Collected data entries
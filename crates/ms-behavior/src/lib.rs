//! `ms-behavior`: hybrid automaton agents.
//!
//! # Crate layout
//!
//! | Module      | Contents                                                        |
//! |-------------|-----------------------------------------------------------------|
//! | [`site`]    | `Site<'a>` (the cell a rule acts on), `AgentView`, `AgentKind`  |
//! | [`rule`]    | `Rule` trait, `JumpCondition`, `FlowCondition`                  |
//! | [`mode`]    | `Process`, `ControlMode`, `ModeSet`, `Outcome`                  |
//! | [`agent`]   | `Agent` trait, `AgentCore`, `ActionRegion`, `RuleFailure`       |
//! | [`global`]  | `GlobalAgent`: one shared state machine                        |
//! | [`local`]   | `LocalAgent`: one state machine instance per cell              |
//! | [`error`]   | `RuleError`, `BehaviorError`, `BehaviorResult<T>`               |
//!
//! # Execution model
//!
//! ```text
//! ControlMode  = [Process]
//! Process      = [JumpCondition] then [FlowCondition]
//!
//! Process::execute:
//!   first JumpCondition whose rule returns true  → Jumped(target)
//!   otherwise every FlowCondition runs            → Continue
//! ControlMode::execute:
//!   Processes in order; stop at the first Jumped or Failed
//! ```
//!
//! A `GlobalAgent` re-runs its (new) current mode after every jump within the
//! same event, so chains of transitions settle before control returns to the
//! scheduler.  A `LocalAgent` records the jump in the cell and moves on; the
//! new mode runs the next time that cell is visited.
//!
//! Rule failures never stop a simulation by default: they are logged through
//! `tracing`, kept in the agent's diagnostics buffer, and the mode counts as
//! completed.  `FailurePolicy::Halt` turns them into errors instead.

use std::cell::RefCell;
use std::rc::Rc;

pub mod agent;
pub mod error;
pub mod global;
pub mod local;
pub mod mode;
pub mod rule;
pub mod site;


pub use agent::{ActionRegion, Agent, AgentCore, RuleFailure};
pub use error::{BehaviorError, BehaviorResult, RuleError, RuleResult};
pub use global::GlobalAgent;
pub use local::LocalAgent;
pub use mode::{ControlMode, ModeSet, Outcome, Process};
pub use rule::{FlowCondition, JumpCondition, Rule};
pub use site::{AgentKind, AgentView, Site};

/// Shared handle to a local agent.
pub type LocalAgentRef = Rc<RefCell<LocalAgent>>;

/// Shared handle to a global agent.
pub type GlobalAgentRef = Rc<RefCell<GlobalAgent>>;
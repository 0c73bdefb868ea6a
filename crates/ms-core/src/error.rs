//! Kernel-wide base error type.
//!
//! Sub-crates define their own error enums (`SpatialError`, `BehaviorError`,
//! …) and wrap `CoreError` where they need to.  Prefer whichever keeps error
//! sites clean.

use thiserror::Error;

/// The base error type for `ms-core`.
#[derive(Debug, Error)]
pub enum CoreError {
    #[error("configuration error: {0}")]
    Config(String),

    #[error("parse error: {0}")]
    Parse(String),

    #[error("I/O error: {0}")]
    Io(#[from] std::io::Error),
}

/// Shorthand result type for `ms-core`.
pub type CoreResult<T> = Result<T, CoreError>;
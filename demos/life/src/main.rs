//! life: Conway's Game of Life on the multi-scale simulation kernel.
//!
//! Every cell of a toroidal grid runs a two-mode local automaton, "dead" and
//! "alive".  One scheduler drives the generations: at each integer time it
//! first snapshots the grid (so neighbors are read from the previous
//! generation), then executes the agent over every cell.
//!
//! Usage: `life [config.toml]`.  Without a config file the run lasts
//! `GENERATIONS` generations with seed `SEED`.  Set `RUST_LOG=debug` to see
//! every kernel step.

use std::cell::RefCell;
use std::rc::Rc;

use anyhow::Result;
use tracing::info;
use tracing_subscriber::EnvFilter;

use ms_behavior::{Agent, ControlMode, JumpCondition, LocalAgent, Process, RuleError};
use ms_core::{AgentId, Event, KernelConfig};
use ms_schedule::Scheduler;
use ms_sim::{messages, EnvObserver, EnvironmentBuilder, RunStatus, SimulationControl, StepSource};
use ms_spatial::{CellIndex, CellState, CellularSpace, SpaceRef};

// ── Constants ─────────────────────────────────────────────────────────────────

const WIDTH:        u32 = 32;
const HEIGHT:       u32 = 16;
const DENSITY:      f64 = 0.3;
const SEED:         u64 = 42;
const GENERATIONS:  f64 = 50.0;
const REPORT_EVERY: f64 = 10.0;

const LIFE:  AgentId = AgentId(0);
const ALIVE: &str    = "alive";
const HOOD:  &str    = "moore";

// ── Rules ─────────────────────────────────────────────────────────────────────

fn is_alive(state: &CellState) -> bool {
    state.flag(ALIVE) == Some(true)
}

/// Dead cell with exactly three live neighbors comes alive.
fn birth() -> JumpCondition {
    JumpCondition::from_fn("alive", |_, _, site| {
        let site = site.ok_or(RuleError::NoSite)?;
        if site.count_neighbors(HOOD, is_alive) != 3 {
            return Ok(false);
        }
        site.set(ALIVE, true)?;
        Ok(true)
    })
}

/// Live cell with fewer than two or more than three live neighbors dies.
fn death() -> JumpCondition {
    JumpCondition::from_fn("dead", |_, _, site| {
        let site = site.ok_or(RuleError::NoSite)?;
        let n = site.count_neighbors(HOOD, is_alive);
        if (2..=3).contains(&n) {
            return Ok(false);
        }
        site.set(ALIVE, false)?;
        Ok(true)
    })
}

fn life_agent() -> LocalAgent {
    let mut agent = LocalAgent::new(LIFE, "life");
    agent.add_control_mode(ControlMode::new("dead").process(Process::new().jump(birth())));
    agent.add_control_mode(ControlMode::new("alive").process(Process::new().jump(death())));
    agent
}

// ── Observer ──────────────────────────────────────────────────────────────────

/// Logs the population every `REPORT_EVERY` generations.
struct Census {
    space:       SpaceRef,
    next_report: f64,
}

impl Census {
    fn population(&self) -> usize {
        self.space.borrow().cells().filter(|c| is_alive(c.state())).count()
    }
}

impl EnvObserver for Census {
    fn on_step(&mut self, time: f64, _source: StepSource) {
        if time >= self.next_report {
            info!(generation = time, population = self.population(), "census");
            self.next_report = time + REPORT_EVERY;
        }
    }

    fn on_run_end(&mut self, time: f64, status: RunStatus) {
        info!(generation = time, population = self.population(), status = ?status, "run ended");
    }
}

// ── main ──────────────────────────────────────────────────────────────────────

fn main() -> Result<()> {
    tracing_subscriber::fmt()
        .with_env_filter(EnvFilter::try_from_default_env().unwrap_or_else(|_| EnvFilter::new("info")))
        .init();

    // 1. Configuration.
    let config = match std::env::args().nth(1) {
        Some(path) => KernelConfig::from_toml_str(&std::fs::read_to_string(path)?)?,
        None => KernelConfig { seed: SEED, ..KernelConfig::with_final_time(GENERATIONS) },
    };
    info!(?config, "configuration");

    // 2. Space: a torus with a Moore neighborhood.
    let mut grid = CellularSpace::grid("board", WIDTH, HEIGHT)?;
    let links = grid.create_moore_neighborhood(HOOD, false, true);
    info!(cells = grid.len(), links, "grid built");

    // 3. Agent and scheduler.
    let space = grid.into_ref();
    let agent = Rc::new(RefCell::new(life_agent()));

    let mut scheduler = Scheduler::new();
    scheduler.add(Event::new(0.0, 1.0, 0), messages::synchronize_space(&space))?;
    scheduler.add(Event::new(0.0, 1.0, 1), messages::execute_agent(&agent))?;

    let builder = EnvironmentBuilder::new("life", config);
    let mut rng = builder.rng();
    let mut env = builder
        .space(Rc::clone(&space))
        .local_agent(Rc::clone(&agent))
        .scheduler(scheduler)
        .build()?;

    // 4. Random initial population.  Live cells start in the "alive" mode.
    let alive_mode = agent
        .borrow()
        .core()
        .modes()
        .by_name("alive")
        .ok_or_else(|| anyhow::anyhow!("life agent has no \"alive\" mode"))?;
    for cell in space.borrow_mut().cells_mut() {
        let alive = rng.gen_bool(DENSITY);
        cell.set(ALIVE, alive);
        if alive {
            cell.attach_control_mode(LIFE, alive_mode);
        }
    }

    // 5. Run.
    let mut census = Census { space: Rc::clone(&space), next_report: 0.0 };
    env.execute_with(&mut SimulationControl::running(), &mut census);

    let failures = agent.borrow_mut().take_failures();
    if !failures.is_empty() {
        eprintln!("{} rule failures; first: {:?}", failures.len(), failures[0]);
    }

    // 6. Final board.
    println!();
    let board = space.borrow();
    for y in 0..HEIGHT as i32 {
        let row: String = (0..WIDTH as i32)
            .map(|x| match board.cell_at(CellIndex::new(x, y)) {
                Some(c) if is_alive(c.state()) => '#',
                _ => '.',
            })
            .collect();
        println!("{row}");
    }
    Ok(())
}
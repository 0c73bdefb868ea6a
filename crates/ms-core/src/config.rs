//! Kernel configuration.
//!
//! Typically built in code by model setup, or (with the `serde` feature)
//! loaded from a TOML document by the application crate and handed to
//! `ms_sim::EnvironmentBuilder`.

use crate::{CoreError, CoreResult};

// ── FailurePolicy ─────────────────────────────────────────────────────────────

/// What an agent does when one of its rules reports an error.
#[derive(Copy, Clone, Debug, Default, PartialEq, Eq)]
#[cfg_attr(feature = "serde", derive(serde::Serialize, serde::Deserialize))]
#[cfg_attr(feature = "serde", serde(rename_all = "snake_case"))]
pub enum FailurePolicy {
    /// Log the failure, record it in the agent's diagnostics buffer, and
    /// treat the control mode as completed.
    #[default]
    Continue,
    /// Stop the agent's current execution and return the error to the caller.
    Halt,
}

// ── KernelConfig ──────────────────────────────────────────────────────────────

/// Top-level kernel configuration.
#[derive(Clone, Debug, PartialEq)]
#[cfg_attr(feature = "serde", derive(serde::Serialize, serde::Deserialize))]
#[cfg_attr(feature = "serde", serde(default))]
pub struct KernelConfig {
    /// Simulated time after which `Environment::execute` stops.
    pub final_time: f64,

    /// Master RNG seed.  The same seed always produces identical model setup.
    pub seed: u64,

    /// Maximum number of consecutive jumps a `GlobalAgent` may chain within
    /// one event before the chain is reported as an error.
    pub max_jump_chain: usize,

    /// How agents react to rule failures.
    pub failure_policy: FailurePolicy,
}

impl KernelConfig {
    pub const DEFAULT_MAX_JUMP_CHAIN: usize = 1_000;

    /// A default configuration that stops at `final_time`.
    pub fn with_final_time(final_time: f64) -> Self {
        Self { final_time, ..Self::default() }
    }

    /// Parse a configuration from a TOML document.  Missing keys take their
    /// default values.
    #[cfg(feature = "serde")]
    pub fn from_toml_str(src: &str) -> CoreResult<Self> {
        let config: KernelConfig =
            toml::from_str(src).map_err(|e| CoreError::Parse(e.to_string()))?;
        config.validate()?;
        Ok(config)
    }

    /// Reject values the kernel cannot run with.
    pub fn validate(&self) -> CoreResult<()> {
        if self.final_time.is_nan() {
            return Err(CoreError::Config("final_time must not be NaN".into()));
        }
        if self.max_jump_chain == 0 {
            return Err(CoreError::Config(
                "max_jump_chain must be at least 1".into(),
            ));
        }
        Ok(())
    }
}

impl Default for KernelConfig {
    fn default() -> Self {
        Self {
            final_time:     f64::INFINITY,
            seed:           0,
            max_jump_chain: Self::DEFAULT_MAX_JUMP_CHAIN,
            failure_policy: FailurePolicy::Continue,
        }
    }
}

**AIM OF THE TASK**. Above are the records; from them, give again exactly the lines from the one containing "agent has no" to the one containing "Typically built in", both lines included, and nothing more.

**ANSWER SECTION**.
        .ok_or_else(|| anyhow::anyhow!("life agent has no \"alive\" mode"))?;
    for cell in space.borrow_mut().cells_mut() {
        let alive = rng.gen_bool(DENSITY);
        cell.set(ALIVE, alive);
        if alive {
            cell.attach_control_mode(LIFE, alive_mode);
        }
    }

    // 5. Run.
    let mut census = Census { space: Rc::clone(&space), next_report: 0.0 };
    env.execute_with(&mut SimulationControl::running(), &mut census);

    let failures = agent.borrow_mut().take_failures();
    if !failures.is_empty() {
        eprintln!("{} rule failures; first: {:?}", failures.len(), failures[0]);
    }

    // 6. Final board.
    println!();
    let board = space.borrow();
    for y in 0..HEIGHT as i32 {
        let row: String = (0..WIDTH as i32)
            .map(|x| match board.cell_at(CellIndex::new(x, y)) {
                Some(c) if is_alive(c.state()) => '#',
                _ => '.',
            })
            .collect();
        println!("{row}");
    }
    Ok(())
}
repository 0c73bdefb868ea6a
filename crates/ms-core/src/config.rs
//! Kernel configuration.
//!
//! Typically built in code by model setup, or (with the `serde` feature)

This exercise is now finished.